**Task item:**
Copy, from the material below, each line that contains the word "ExplorerState".

# # # # # # #

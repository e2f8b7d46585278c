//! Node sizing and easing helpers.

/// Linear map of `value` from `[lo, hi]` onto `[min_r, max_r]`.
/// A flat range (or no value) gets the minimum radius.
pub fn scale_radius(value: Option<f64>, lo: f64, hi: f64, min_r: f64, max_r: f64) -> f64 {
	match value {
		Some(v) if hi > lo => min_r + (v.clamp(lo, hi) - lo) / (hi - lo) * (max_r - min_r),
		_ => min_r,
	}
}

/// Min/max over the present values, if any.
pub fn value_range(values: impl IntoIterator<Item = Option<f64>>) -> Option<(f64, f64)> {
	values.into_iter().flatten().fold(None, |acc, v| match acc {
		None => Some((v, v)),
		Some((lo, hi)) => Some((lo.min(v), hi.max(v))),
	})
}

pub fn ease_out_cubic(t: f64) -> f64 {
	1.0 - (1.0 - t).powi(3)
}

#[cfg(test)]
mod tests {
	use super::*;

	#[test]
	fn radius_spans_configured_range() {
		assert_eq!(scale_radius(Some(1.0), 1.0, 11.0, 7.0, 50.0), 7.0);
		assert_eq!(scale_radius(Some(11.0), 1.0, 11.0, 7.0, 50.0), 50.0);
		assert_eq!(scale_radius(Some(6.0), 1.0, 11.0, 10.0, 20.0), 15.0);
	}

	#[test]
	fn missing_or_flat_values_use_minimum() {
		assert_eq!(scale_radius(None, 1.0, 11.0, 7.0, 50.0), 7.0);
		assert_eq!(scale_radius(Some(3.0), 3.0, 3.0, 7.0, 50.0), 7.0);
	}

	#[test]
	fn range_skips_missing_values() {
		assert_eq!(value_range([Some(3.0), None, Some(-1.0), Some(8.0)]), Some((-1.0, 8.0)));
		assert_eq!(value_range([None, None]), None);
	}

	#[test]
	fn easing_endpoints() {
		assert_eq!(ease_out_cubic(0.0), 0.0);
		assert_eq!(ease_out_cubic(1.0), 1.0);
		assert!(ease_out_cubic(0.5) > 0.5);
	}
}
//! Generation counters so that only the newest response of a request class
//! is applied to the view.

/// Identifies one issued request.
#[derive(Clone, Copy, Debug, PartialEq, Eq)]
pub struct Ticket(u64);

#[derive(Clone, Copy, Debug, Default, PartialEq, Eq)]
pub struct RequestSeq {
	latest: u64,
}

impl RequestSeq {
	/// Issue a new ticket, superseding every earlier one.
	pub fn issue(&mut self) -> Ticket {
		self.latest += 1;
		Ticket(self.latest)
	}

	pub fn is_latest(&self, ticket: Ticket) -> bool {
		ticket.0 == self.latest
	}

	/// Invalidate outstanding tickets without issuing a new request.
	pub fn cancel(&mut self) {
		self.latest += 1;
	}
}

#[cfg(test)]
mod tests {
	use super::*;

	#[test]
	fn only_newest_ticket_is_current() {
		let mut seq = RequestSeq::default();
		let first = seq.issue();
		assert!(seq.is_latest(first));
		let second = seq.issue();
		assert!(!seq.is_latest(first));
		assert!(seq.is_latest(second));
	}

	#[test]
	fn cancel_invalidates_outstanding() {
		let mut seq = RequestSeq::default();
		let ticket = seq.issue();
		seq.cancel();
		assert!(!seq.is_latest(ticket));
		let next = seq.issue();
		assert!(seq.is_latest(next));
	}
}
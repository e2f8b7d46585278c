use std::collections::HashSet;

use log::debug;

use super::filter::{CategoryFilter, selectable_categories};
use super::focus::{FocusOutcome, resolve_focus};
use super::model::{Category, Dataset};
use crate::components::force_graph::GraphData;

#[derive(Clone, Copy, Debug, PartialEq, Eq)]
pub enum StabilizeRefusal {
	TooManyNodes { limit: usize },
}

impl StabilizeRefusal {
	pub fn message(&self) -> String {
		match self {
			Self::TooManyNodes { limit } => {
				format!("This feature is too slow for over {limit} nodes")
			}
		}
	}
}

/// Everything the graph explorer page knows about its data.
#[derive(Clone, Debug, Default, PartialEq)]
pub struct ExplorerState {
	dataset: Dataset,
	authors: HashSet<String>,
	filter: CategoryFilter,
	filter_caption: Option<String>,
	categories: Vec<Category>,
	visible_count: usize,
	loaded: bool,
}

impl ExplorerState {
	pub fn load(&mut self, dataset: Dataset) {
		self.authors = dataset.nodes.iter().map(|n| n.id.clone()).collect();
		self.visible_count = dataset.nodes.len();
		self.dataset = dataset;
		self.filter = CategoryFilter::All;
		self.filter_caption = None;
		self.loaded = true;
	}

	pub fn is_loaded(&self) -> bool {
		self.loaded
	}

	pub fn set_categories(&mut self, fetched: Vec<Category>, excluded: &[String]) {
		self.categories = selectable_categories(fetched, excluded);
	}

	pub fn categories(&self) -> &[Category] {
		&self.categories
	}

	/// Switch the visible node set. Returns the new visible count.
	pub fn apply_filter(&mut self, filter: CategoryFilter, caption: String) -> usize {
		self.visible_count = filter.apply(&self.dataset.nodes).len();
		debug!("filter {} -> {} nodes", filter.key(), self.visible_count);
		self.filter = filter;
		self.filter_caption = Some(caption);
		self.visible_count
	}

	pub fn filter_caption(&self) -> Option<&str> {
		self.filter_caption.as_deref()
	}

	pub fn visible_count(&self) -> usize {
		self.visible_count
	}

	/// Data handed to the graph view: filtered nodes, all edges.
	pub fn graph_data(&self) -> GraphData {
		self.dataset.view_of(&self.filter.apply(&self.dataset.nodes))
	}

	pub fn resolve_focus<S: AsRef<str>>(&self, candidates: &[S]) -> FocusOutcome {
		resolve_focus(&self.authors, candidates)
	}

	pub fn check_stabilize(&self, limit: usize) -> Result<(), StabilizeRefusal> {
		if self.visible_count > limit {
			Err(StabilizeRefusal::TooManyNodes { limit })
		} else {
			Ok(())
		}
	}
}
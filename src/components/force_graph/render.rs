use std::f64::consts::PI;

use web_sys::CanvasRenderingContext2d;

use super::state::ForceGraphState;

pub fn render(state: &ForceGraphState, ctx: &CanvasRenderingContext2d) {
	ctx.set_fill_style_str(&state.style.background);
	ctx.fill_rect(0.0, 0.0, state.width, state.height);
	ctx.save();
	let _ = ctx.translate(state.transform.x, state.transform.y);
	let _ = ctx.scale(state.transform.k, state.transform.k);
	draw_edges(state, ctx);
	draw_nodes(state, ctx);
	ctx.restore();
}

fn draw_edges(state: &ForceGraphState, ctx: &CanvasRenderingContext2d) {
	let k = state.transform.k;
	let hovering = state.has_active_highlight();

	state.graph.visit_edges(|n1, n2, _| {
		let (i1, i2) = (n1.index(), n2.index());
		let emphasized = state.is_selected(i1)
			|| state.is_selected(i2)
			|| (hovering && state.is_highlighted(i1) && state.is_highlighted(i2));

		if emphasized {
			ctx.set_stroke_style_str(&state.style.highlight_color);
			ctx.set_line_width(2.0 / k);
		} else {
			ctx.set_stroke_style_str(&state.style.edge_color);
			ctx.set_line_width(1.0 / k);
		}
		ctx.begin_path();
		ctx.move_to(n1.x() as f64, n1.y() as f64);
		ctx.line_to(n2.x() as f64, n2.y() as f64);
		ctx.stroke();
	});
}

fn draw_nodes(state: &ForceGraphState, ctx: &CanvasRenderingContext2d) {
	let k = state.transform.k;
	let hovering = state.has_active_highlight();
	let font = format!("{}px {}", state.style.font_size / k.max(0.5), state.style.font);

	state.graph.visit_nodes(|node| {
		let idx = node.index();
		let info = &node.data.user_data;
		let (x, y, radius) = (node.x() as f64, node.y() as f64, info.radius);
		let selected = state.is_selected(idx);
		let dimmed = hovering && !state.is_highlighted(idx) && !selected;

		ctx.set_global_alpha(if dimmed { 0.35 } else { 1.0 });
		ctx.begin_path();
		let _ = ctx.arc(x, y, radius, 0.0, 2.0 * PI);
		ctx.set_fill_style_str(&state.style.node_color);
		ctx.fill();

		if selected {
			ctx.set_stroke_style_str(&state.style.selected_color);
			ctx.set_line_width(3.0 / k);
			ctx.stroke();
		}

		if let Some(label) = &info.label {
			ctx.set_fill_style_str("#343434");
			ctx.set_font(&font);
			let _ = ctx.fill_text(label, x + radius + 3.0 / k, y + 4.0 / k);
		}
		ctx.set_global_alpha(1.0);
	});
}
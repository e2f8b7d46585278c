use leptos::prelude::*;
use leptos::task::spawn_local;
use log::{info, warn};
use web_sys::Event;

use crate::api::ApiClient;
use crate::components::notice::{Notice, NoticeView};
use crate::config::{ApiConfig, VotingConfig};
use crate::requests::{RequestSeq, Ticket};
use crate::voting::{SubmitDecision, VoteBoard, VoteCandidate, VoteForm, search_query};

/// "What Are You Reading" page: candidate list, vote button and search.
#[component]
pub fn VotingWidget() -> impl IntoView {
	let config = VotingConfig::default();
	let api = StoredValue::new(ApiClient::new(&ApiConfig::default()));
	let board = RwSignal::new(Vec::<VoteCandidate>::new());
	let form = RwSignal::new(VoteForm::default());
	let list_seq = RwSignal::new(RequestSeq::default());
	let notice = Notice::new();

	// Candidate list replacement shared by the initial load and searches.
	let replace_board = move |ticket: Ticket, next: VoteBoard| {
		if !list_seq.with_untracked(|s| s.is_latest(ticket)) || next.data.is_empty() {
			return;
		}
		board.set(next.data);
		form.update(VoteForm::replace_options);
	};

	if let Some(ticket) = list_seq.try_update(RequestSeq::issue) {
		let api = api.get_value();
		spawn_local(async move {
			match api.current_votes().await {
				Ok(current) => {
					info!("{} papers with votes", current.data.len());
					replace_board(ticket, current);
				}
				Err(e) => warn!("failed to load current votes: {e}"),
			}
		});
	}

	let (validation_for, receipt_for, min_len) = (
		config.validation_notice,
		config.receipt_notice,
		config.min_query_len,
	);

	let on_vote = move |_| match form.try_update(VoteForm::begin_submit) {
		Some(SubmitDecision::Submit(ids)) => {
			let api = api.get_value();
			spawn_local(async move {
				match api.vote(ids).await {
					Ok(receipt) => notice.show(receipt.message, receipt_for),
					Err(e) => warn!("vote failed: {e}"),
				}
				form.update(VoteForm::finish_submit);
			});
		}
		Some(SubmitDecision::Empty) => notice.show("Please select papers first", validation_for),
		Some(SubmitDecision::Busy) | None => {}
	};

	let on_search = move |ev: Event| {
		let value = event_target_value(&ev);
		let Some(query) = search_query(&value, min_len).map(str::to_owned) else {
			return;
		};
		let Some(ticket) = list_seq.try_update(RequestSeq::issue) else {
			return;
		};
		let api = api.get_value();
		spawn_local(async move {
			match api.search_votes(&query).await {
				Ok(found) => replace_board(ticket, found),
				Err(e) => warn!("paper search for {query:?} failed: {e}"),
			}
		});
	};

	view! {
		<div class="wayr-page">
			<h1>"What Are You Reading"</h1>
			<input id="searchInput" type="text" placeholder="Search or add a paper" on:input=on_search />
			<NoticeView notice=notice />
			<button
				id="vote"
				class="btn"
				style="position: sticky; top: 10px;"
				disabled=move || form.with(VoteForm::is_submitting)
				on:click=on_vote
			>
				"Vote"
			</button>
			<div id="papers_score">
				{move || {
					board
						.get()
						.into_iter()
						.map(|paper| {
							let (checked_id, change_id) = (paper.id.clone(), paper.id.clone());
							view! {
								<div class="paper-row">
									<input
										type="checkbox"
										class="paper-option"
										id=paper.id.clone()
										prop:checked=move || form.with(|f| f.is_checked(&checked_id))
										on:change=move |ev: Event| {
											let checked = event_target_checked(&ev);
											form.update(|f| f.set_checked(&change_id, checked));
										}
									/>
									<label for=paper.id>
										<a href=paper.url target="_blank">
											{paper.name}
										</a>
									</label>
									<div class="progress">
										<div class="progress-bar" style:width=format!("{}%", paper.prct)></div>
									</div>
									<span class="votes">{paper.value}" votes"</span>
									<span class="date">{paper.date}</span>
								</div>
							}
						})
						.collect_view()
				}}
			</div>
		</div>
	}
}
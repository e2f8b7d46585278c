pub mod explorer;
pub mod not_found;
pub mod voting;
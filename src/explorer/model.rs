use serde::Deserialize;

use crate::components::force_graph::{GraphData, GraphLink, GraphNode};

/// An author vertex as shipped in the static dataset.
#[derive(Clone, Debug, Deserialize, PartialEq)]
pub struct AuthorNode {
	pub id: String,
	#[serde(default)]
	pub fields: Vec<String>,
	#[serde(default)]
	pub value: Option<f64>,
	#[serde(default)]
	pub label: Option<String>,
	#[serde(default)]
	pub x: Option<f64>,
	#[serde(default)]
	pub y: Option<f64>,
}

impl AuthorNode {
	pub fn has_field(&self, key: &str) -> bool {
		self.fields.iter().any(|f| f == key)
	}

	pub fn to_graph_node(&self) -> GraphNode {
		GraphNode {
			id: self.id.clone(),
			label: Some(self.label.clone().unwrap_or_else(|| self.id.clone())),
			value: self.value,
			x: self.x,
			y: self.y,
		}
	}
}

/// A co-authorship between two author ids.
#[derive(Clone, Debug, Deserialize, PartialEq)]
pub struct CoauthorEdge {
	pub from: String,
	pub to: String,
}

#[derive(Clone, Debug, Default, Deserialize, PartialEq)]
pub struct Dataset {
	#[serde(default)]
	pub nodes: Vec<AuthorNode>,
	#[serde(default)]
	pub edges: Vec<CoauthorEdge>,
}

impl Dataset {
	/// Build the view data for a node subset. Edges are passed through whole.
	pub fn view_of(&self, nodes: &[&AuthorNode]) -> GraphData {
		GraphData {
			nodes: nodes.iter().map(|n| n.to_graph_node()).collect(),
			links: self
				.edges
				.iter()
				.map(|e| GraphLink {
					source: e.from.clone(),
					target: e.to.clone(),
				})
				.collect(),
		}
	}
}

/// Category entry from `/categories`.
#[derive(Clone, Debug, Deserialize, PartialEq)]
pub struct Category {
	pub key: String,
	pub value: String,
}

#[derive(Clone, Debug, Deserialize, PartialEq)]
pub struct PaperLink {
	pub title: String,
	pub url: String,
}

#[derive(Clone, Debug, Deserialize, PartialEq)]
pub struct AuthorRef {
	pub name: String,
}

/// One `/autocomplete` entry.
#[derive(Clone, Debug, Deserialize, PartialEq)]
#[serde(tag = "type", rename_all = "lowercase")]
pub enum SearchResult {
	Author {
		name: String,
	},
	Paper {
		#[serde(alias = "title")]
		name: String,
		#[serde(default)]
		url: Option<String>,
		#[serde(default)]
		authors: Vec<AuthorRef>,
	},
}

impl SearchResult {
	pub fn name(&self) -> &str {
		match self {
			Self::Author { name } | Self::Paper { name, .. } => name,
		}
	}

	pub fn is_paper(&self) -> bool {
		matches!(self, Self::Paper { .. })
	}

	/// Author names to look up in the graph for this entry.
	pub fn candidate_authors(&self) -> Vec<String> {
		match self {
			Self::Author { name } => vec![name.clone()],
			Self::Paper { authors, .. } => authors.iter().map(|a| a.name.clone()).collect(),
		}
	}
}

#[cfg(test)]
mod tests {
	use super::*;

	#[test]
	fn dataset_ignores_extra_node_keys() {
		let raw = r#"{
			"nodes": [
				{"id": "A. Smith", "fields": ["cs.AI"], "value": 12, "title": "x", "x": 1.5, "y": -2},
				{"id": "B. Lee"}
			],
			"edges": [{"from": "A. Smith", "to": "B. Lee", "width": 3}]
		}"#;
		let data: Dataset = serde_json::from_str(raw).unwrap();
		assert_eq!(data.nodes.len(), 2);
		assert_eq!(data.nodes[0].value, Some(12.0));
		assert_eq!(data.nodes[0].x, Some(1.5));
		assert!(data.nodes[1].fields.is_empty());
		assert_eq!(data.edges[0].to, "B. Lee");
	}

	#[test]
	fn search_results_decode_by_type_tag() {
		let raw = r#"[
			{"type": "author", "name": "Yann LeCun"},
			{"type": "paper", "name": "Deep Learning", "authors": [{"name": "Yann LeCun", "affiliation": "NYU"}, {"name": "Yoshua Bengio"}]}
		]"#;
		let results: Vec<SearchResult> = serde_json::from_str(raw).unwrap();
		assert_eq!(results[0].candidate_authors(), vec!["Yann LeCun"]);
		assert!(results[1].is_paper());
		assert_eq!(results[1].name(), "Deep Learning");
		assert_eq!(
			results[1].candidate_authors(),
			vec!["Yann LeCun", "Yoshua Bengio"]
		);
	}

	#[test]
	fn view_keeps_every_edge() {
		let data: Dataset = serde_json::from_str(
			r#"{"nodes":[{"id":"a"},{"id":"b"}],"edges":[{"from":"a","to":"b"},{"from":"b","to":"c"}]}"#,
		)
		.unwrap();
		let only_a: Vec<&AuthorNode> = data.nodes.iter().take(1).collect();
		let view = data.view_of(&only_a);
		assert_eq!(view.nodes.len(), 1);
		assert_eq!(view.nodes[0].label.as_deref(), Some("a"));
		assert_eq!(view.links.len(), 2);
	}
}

# # # # # # #

**Written reply:**
pub struct ExplorerState {
impl ExplorerState {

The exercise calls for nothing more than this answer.